## [Saved entries]
|---|
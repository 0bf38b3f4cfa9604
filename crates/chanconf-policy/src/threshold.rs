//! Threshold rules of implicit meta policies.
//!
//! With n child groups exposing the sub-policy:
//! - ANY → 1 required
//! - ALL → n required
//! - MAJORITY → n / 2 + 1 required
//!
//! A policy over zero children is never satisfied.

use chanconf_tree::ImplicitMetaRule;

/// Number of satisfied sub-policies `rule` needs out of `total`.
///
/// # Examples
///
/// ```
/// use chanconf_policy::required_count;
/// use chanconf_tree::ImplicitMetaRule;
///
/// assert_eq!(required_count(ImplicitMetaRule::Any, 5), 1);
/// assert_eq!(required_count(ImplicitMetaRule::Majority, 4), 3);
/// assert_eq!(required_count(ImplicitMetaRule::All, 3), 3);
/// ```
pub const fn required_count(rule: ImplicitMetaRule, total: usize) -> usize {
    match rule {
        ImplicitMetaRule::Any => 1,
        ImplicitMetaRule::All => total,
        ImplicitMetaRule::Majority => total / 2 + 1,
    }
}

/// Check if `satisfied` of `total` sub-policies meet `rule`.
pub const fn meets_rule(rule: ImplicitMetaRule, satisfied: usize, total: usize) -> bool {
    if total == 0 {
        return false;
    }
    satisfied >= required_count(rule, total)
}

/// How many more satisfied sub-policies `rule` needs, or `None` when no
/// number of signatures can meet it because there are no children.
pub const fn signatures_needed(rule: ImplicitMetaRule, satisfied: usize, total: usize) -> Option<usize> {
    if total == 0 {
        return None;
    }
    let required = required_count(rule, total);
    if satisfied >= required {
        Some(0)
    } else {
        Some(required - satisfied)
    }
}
|---|
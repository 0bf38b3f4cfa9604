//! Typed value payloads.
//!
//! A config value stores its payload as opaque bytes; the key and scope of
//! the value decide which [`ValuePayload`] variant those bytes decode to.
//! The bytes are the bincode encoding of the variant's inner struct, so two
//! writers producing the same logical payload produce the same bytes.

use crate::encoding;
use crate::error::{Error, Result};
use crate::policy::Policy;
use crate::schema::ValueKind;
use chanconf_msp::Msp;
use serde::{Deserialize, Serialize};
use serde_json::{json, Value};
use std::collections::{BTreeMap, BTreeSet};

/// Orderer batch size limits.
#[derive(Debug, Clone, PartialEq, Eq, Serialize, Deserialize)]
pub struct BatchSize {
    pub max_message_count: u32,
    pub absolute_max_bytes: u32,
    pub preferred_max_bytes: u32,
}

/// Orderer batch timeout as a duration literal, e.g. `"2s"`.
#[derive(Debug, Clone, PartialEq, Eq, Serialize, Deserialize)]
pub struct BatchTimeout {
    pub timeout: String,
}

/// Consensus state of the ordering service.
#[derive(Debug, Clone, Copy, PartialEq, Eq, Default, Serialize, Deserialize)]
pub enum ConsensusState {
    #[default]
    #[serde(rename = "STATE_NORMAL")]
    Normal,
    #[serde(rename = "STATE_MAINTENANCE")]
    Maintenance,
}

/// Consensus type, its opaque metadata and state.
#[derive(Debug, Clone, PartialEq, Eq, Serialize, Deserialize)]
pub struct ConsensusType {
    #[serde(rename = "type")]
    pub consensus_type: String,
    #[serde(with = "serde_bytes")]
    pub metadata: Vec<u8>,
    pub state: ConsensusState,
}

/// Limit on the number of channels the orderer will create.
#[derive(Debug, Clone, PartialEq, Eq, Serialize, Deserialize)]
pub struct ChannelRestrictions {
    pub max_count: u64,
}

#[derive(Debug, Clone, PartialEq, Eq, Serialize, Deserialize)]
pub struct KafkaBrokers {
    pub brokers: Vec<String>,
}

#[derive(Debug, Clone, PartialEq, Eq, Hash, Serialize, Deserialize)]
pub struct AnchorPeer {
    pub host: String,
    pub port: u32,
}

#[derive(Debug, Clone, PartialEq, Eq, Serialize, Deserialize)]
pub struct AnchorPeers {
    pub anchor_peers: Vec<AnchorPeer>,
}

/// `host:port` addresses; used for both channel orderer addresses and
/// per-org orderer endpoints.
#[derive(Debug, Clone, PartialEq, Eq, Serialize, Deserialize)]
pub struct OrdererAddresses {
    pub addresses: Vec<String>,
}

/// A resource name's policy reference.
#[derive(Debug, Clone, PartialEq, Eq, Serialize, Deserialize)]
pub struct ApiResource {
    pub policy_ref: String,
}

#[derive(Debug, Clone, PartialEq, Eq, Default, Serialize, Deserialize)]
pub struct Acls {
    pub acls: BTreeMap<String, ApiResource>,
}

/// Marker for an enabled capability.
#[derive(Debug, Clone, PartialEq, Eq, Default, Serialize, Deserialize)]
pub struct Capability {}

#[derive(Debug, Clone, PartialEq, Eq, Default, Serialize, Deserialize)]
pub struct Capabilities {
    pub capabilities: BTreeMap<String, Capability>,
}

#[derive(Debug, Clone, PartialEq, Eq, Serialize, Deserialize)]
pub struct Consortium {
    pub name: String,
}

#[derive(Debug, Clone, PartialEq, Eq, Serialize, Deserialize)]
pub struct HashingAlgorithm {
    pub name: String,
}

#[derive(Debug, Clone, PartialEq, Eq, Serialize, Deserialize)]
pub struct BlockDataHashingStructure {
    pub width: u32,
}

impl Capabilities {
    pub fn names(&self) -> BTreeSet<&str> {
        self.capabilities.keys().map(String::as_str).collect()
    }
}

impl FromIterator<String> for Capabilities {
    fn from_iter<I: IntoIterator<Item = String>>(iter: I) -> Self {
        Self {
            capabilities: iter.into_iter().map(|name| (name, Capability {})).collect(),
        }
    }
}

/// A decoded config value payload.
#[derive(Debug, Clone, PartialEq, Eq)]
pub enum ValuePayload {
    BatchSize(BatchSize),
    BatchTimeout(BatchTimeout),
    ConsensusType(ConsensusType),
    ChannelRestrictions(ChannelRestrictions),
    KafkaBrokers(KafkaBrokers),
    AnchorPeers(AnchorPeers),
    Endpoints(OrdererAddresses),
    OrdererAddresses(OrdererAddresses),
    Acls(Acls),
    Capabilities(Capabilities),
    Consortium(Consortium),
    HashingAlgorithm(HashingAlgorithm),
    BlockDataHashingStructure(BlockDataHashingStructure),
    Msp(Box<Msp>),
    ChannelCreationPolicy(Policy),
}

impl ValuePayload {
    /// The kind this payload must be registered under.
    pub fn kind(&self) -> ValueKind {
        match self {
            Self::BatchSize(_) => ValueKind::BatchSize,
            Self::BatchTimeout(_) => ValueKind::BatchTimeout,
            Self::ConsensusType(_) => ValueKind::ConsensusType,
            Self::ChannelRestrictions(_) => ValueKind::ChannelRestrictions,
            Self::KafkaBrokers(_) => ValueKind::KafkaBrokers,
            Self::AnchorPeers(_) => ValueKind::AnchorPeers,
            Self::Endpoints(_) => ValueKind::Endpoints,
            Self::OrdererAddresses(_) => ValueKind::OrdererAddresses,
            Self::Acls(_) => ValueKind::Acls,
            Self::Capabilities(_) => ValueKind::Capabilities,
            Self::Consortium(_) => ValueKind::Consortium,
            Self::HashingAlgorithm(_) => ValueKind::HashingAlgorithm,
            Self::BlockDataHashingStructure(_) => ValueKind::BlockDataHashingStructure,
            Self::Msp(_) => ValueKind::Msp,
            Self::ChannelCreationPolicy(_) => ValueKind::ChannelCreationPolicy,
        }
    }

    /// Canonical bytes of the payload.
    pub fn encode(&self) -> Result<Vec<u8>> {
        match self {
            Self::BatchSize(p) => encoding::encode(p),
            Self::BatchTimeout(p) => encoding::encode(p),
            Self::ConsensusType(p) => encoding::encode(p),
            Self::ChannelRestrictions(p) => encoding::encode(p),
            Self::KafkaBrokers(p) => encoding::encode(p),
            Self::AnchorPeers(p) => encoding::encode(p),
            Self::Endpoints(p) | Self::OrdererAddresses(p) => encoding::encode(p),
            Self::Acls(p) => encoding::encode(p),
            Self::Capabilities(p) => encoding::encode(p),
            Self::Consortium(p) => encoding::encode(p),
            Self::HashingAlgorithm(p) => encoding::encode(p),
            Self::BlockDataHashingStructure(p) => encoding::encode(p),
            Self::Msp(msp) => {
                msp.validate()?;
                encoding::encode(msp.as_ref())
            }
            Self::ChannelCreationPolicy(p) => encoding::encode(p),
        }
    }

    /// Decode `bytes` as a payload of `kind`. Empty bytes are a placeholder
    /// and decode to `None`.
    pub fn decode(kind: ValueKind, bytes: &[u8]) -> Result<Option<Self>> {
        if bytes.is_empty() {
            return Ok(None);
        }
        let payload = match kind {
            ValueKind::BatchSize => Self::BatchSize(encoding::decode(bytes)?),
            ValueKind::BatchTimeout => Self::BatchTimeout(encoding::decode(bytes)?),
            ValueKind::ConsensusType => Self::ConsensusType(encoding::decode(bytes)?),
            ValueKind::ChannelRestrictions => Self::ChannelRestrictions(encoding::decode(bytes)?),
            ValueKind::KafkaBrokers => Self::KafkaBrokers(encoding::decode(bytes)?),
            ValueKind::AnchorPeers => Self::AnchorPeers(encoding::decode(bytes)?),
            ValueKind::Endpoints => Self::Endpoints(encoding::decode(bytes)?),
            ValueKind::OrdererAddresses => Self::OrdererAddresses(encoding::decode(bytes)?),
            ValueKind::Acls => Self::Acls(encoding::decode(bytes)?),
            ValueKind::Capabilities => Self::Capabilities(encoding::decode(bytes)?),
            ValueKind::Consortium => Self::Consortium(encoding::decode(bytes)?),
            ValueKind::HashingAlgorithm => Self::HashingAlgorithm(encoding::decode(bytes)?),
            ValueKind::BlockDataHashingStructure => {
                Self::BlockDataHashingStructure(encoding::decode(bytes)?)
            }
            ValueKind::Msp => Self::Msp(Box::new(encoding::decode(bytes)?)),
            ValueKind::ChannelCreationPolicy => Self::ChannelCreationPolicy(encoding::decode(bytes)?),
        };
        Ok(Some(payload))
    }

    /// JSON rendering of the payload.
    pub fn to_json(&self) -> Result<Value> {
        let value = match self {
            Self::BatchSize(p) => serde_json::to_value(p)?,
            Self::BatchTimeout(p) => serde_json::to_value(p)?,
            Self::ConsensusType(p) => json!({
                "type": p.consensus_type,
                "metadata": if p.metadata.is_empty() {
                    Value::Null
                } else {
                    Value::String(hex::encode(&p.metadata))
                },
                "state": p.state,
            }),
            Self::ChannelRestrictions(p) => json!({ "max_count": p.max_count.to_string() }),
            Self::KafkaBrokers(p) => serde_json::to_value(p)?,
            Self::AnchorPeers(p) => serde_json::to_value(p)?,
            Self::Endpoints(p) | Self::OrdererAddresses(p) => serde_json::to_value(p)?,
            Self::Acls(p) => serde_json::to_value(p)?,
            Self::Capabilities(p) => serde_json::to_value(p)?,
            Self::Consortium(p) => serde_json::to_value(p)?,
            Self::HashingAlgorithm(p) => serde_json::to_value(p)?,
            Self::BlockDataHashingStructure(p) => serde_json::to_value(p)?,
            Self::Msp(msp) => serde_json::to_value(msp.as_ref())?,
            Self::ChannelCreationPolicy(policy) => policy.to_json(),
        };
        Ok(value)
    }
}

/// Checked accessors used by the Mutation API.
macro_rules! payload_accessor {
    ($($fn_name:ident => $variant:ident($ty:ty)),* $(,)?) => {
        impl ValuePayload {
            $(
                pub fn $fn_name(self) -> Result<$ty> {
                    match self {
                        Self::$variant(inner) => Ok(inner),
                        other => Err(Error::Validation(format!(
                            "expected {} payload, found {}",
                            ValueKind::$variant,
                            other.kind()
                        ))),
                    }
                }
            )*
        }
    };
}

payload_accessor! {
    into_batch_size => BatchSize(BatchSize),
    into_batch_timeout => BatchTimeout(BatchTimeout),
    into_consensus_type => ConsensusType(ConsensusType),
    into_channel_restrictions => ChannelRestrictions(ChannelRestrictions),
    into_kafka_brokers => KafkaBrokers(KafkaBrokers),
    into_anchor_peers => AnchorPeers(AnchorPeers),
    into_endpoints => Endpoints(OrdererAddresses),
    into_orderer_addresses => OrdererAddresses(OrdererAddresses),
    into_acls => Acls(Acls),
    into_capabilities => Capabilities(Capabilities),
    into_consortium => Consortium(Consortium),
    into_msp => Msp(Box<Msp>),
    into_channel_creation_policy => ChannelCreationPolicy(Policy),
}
|---|
## [TO DO]
Pull out every line of the records above that contains the word "HashingAlgorithm".

## [COMPLETED TASK]
pub struct HashingAlgorithm {
    HashingAlgorithm(HashingAlgorithm),
            Self::HashingAlgorithm(_) => ValueKind::HashingAlgorithm,
            Self::HashingAlgorithm(p) => encoding::encode(p),
            ValueKind::HashingAlgorithm => Self::HashingAlgorithm(encoding::decode(bytes)?),
            Self::HashingAlgorithm(p) => serde_json::to_value(p)?,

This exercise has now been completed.